Im Vergleich zur Aufarbeitung der Vergangenheit nimmt die Gegenwart relativ wenig Platz ein. Trotzdem gibt es Aufsätze wie beispielsweise diejenigen von Anna Rosenwasser, Fatima Moumouni oder Laavanja Sinnadurai, die eindrücklich die gegenwärtige Lage der Frau schildern. Was das Buch jedoch vermissen lässt, ist die Perspektive der jugendlichen Aktivistinnen*. In einer Zeit, in der so viele junge Frauen* für Gleichstellung oder auch fürs Klima und gegen Rassismus einstehen, wäre es begrüssenswert gewesen, dass ihre Sicht auf das Frau*-Sein repräsentiert würde, und ihre Leistungen nicht nur mit einer Randbemerkung über den «neuen Feminismus», der «scheinbar nichts anderes will, als sich mit trendigen T-Shirts Meinungen überzustreifen, um sich in den sozialen Medien publikumswirksam zu inszenieren», abgetan werden.

Und weiter geht’s!

Im Grossen und Ganzen feiert Gruß aus der Küche jedoch gekonnt all diejenigen, die es den Frauen heute ermöglicht haben, politisch mitzureden. Keine einzige der Autorinnen* verbrennt sich dabei die Finger. Vielmehr zeigen sie Witz, Kreativität und Kompetenz in ihren politischen Texten.
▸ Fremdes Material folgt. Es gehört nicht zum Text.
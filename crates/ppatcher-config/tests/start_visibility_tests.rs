//! Integration tests for Start control availability.

use ppatcher_config::{AppConfig, ConfigPayload};

fn with_executable(executable: Option<&str>) -> AppConfig {
    AppConfig::from_payload(&ConfigPayload {
        executable: executable.map(str::to_string),
        ..ConfigPayload::default()
    })
}

#[test]
fn start_visibility_tests_requires_non_blank_executable() {
    assert!(!with_executable(None).has_executable);
    assert!(!with_executable(Some("")).has_executable);
    assert!(!with_executable(Some("   ")).has_executable);
    assert!(with_executable(Some("bin/game")).has_executable);
}

#[test]
fn start_visibility_tests_default_config_hides_start() {
    assert!(!AppConfig::default().has_executable);
}
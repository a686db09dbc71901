//! Offline replay of recorded updater event transcripts.

use std::io::BufRead;

use ppatcher_config::AppConfig;
use ppatcher_core::{StatusReducer, TranscriptEntry};
use ppatcher_gate::GateSnapshot;
use ppatcher_ui::{LauncherView, render};

use crate::AppError;

/// Folds an NDJSON transcript (one [`TranscriptEntry`] per line) through a
/// fresh reducer and renders a view after every event. Blank lines are
/// skipped.
///
/// # Errors
/// Returns [`AppError::Transcript`] with the 1-based line number for lines
/// that are not valid entries, and [`AppError::Io`] for read failures.
pub fn replay_transcript<R: BufRead>(
    reader: R,
    config: &AppConfig,
) -> Result<Vec<LauncherView>, AppError> {
    let mut reducer = StatusReducer::new();
    let gate = GateSnapshot::default();
    let mut frames = Vec::new();

    for (index, line) in reader.lines().enumerate() {
        let line = line?;
        if line.trim().is_empty() {
            continue;
        }

        let entry: TranscriptEntry =
            serde_json::from_str(&line).map_err(|error| AppError::Transcript {
                line: index + 1,
                reason: error.to_string(),
            })?;
        let event = entry.to_event().map_err(|error| AppError::Transcript {
            line: index + 1,
            reason: error.to_string(),
        })?;

        frames.push(render(&reducer.apply(&event), &gate, config));
    }

    Ok(frames)
}

/// One-line text rendering of a view, used by the `replay` command.
pub fn format_frame(view: &LauncherView) -> String {
    let status = if view.status_text.is_empty() {
        "-"
    } else {
        view.status_text
    };
    let percent = view
        .percent_text
        .as_deref()
        .map(|text| format!(" {text}"))
        .unwrap_or_default();
    let start = match &view.start {
        Some(control) if control.disabled => "disabled",
        Some(_) => "enabled",
        None => "hidden",
    };

    format!(
        "[{}] {status}{percent} | fill={:.2} {} | check={} start={start}",
        view.entry_key,
        view.progress_fill,
        view.progress_color,
        if view.check.disabled {
            "disabled"
        } else {
            "enabled"
        },
    )
}
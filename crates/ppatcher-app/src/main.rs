#![warn(missing_docs)]
//! # ppatcher binary
//!
//! Prints the effective launcher configuration and replays recorded updater
//! event transcripts.
//!
//! ```text
//! ppatcher                 show version and configuration
//! ppatcher replay <file>   render each event of an NDJSON transcript
//! ```

use std::fs::File;
use std::io::BufReader;

use ppatcher_app::{
    AppError, app_version, config_path, format_frame, load_effective_config, logging,
    replay_transcript,
};
use ppatcher_config::AppConfig;

/// CLI entry point.
fn main() {
    logging::init_logging();

    let args: Vec<String> = std::env::args().skip(1).collect();
    if let Err(error) = run(&args) {
        log::error!("{error}");
        eprintln!("ppatcher: {error}");
        std::process::exit(1);
    }
}

fn run(args: &[String]) -> Result<(), AppError> {
    let env = |key: &str| std::env::var(key).ok();
    let path = config_path(env);
    let payload = load_effective_config(&path, env);
    let config = AppConfig::from_payload(&payload);

    println!("ppatcher {}", app_version());
    println!(
        "config={} palette={} start_offered={} footer=\"{}\"",
        path.display(),
        config.color_palette.key(),
        config.has_executable,
        config.footer()
    );

    match args.first().map(String::as_str) {
        None => Ok(()),
        Some("replay") => {
            let transcript = args
                .get(1)
                .ok_or_else(|| AppError::Usage("replay <transcript.ndjson>".to_string()))?;
            let file = File::open(transcript)?;
            for view in replay_transcript(BufReader::new(file), &config)? {
                println!("{}", format_frame(&view));
            }
            Ok(())
        }
        Some(other) => Err(AppError::Usage(format!("unknown command `{other}`"))),
    }
}
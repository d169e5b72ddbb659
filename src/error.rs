use axum::{
    http::StatusCode,
    response::{IntoResponse, Response},
    Json,
};
use serde_json::json;

#[derive(Debug, thiserror::Error)]
pub enum ApiError {
    #[error("{0}")]
    BadRequest(String),

    #[error("Internal error: {0}")]
    Internal(#[from] anyhow::Error),
}

impl IntoResponse for ApiError {
    fn into_response(self) -> Response {
        let (status, message) = match &self {
            ApiError::BadRequest(msg) => (StatusCode::BAD_REQUEST, msg.clone()),
            ApiError::Internal(e) => {
                log::error!("Internal error: {:?}", e);
                (
                    StatusCode::INTERNAL_SERVER_ERROR,
                    "Internal server error".to_string(),
                )
            }
        };

        (status, Json(json!({ "error": message }))).into_response()
    }
}

pub type Result<T> = std::result::Result<T, ApiError>;
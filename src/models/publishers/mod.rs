use crate::models::PostResult;
use anyhow::Result;
use async_trait::async_trait;

#[async_trait]
pub trait Publisher: Send + Sync {
    async fn publish(&self, title: &str, content: &str) -> Result<PostResult>;
    fn get_type(&self) -> &'static str;
}

pub mod linkedin;

pub use linkedin::LinkedInPublisher;
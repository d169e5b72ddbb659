mod api;
mod error;
mod models;

use std::sync::Arc;

use anyhow::Result;
use clap::{Arg, Command};

use api::AppState;
use models::publishers::{LinkedInPublisher, Publisher};
use models::AppConfig;

#[tokio::main]
async fn main() -> Result<()> {
    // Initialize logging
    env_logger::Builder::from_default_env()
        .filter_level(log::LevelFilter::Info)
        .init();

    let matches = Command::new("AutoBlog Publisher")
        .version("0.1")
        .about("AutoBlog Publisher API - posts blog entries to social platforms")
        .arg(
            Arg::new("config")
                .short('c')
                .long("config")
                .help("Configuration file path")
                .default_value("config.toml"),
        )
        .get_matches();

    let config_file = matches.get_one::<String>("config").unwrap();

    log::info!("Starting AutoBlog Publisher API");
    log::info!("Config file: {}", config_file);

    // Load configuration
    let config = AppConfig::load(config_file)?;

    // Initialize the publisher once; it lives for the process lifetime
    let publisher: Arc<dyn Publisher> = Arc::new(LinkedInPublisher::new(
        config.linkedin.access_token.clone(),
        config.linkedin.client_id.clone(),
        config.linkedin.client_secret.clone(),
    ));
    log::info!("Initialized publisher: {}", publisher.get_type());

    let app = api::routes(AppState { publisher });

    let addr = format!("{}:{}", config.server.host, config.server.port);
    log::info!("Listening on {}", addr);

    let listener = tokio::net::TcpListener::bind(&addr).await?;
    axum::serve(listener, app)
        .with_graceful_shutdown(shutdown_signal())
        .await?;

    log::info!("AutoBlog Publisher stopped");

    Ok(())
}

async fn shutdown_signal() {
    if let Err(e) = tokio::signal::ctrl_c().await {
        log::error!("Failed to listen for shutdown signal: {}", e);
        return;
    }
    log::info!("Shutdown signal received, stopping server");
}
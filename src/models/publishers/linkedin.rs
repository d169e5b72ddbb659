use super::Publisher;
use crate::models::PostResult;
use anyhow::Result;
use async_trait::async_trait;
use reqwest::Client;

pub struct LinkedInPublisher {
    pub access_token: Option<String>,
    pub client_id: Option<String>,
    pub client_secret: Option<String>,
    #[allow(dead_code)] // Reserved for the real UGC API call
    client: Client,
}

impl LinkedInPublisher {
    pub fn new(
        access_token: Option<String>,
        client_id: Option<String>,
        client_secret: Option<String>,
    ) -> Self {
        Self {
            access_token,
            client_id,
            client_secret,
            client: Client::new(),
        }
    }
}

#[async_trait]
impl Publisher for LinkedInPublisher {
    async fn publish(&self, title: &str, _content: &str) -> Result<PostResult> {
        // TODO: post through https://api.linkedin.com/v2/ugcPosts with self.client
        log::info!("Posting to LinkedIn: {}", title);

        Ok(PostResult {
            status: "success".to_string(),
            post_url: "https://www.linkedin.com/feed/".to_string(),
        })
    }

    fn get_type(&self) -> &'static str {
        "linkedin"
    }
}

#[cfg(test)]
mod tests {
    use super::*;

    #[test]
    fn credentials_are_stored_verbatim() {
        let publisher = LinkedInPublisher::new(
            Some("token".to_string()),
            None,
            Some("client-secret".to_string()),
        );

        assert_eq!(publisher.access_token.as_deref(), Some("token"));
        assert!(publisher.client_id.is_none());
        assert_eq!(publisher.client_secret.as_deref(), Some("client-secret"));
    }

    #[test]
    fn construction_never_validates_credentials() {
        let token = || Some("token".to_string());
        let id = || Some("client-id".to_string());
        let secret = || Some("client-secret".to_string());

        LinkedInPublisher::new(token(), id(), secret());
        LinkedInPublisher::new(None, id(), secret());
        LinkedInPublisher::new(token(), None, secret());
        LinkedInPublisher::new(token(), id(), None);
        LinkedInPublisher::new(None, None, None);
    }

    #[tokio::test]
    async fn publish_returns_fixed_success() {
        let publisher = LinkedInPublisher::new(
            Some("token".to_string()),
            Some("client-id".to_string()),
            Some("client-secret".to_string()),
        );

        let result = publisher.publish("T", "C").await.unwrap();
        assert_eq!(result.status, "success");
        assert_eq!(result.post_url, "https://www.linkedin.com/feed/");
    }

    #[tokio::test]
    async fn publish_ignores_its_input() {
        let publisher = LinkedInPublisher::new(None, None, None);

        let first = publisher
            .publish("My First Post", "Some content")
            .await
            .unwrap();
        let second = publisher
            .publish("A Different Post", "Entirely different content")
            .await
            .unwrap();

        assert_eq!(first, second);
    }
}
Ausserdem unterstreicht das Buch eine wichtige Tatsache, welche gerade bei der Thematisierung des 50-jährigen Jubiläums des Frauenstimmrechts und besonders in der Diskussion darüber, ob man das feiern oder betrauern sollte, zu kurz kommt: Unabhängig davon, ob Frauen jetzt zur Urne gehen können – das «Patriarchat verschwindet nicht mit dem Stimmrecht».

 

Zu den Autorinnen

«Gruß aus der Küche», herausgegeben von Rita Jost und Heidi Kronenberg, versammelt Texte von Stefanie Grob, Elisabeth Joris, Franziska Rogger, Sarah Probst, Lotta Sutter, Silvia Binggeli, Barbara Marti, Regula Bührer Fecker, Angelika Waldis, Susan Boos, Ariane von Graffenried, Irena Brežná, Nina Kunz, Christine Loriol, Esther Pauchard, Anja Conzett, Nicole Althaus, Fabienne Amlinger, Laavanja Sinnadurai, Laura de Weck, Anna Rosenwasser, Gisela Feuz, Yael Inokai, Simona Isler, Anja Peter, Monika Bütler, Ina Praetorius, Elisabeth Bronfen, Fatima Moumouni, Iren Meier und Patti Basler.

Rita Jost, Heide Kronenberg (Hgg.): Gruss aus der Küche. Texte zum Frauenstimmrecht. 224 Seiten. Zürich: Rotpunktverlag 2020, ca. 27 Franken.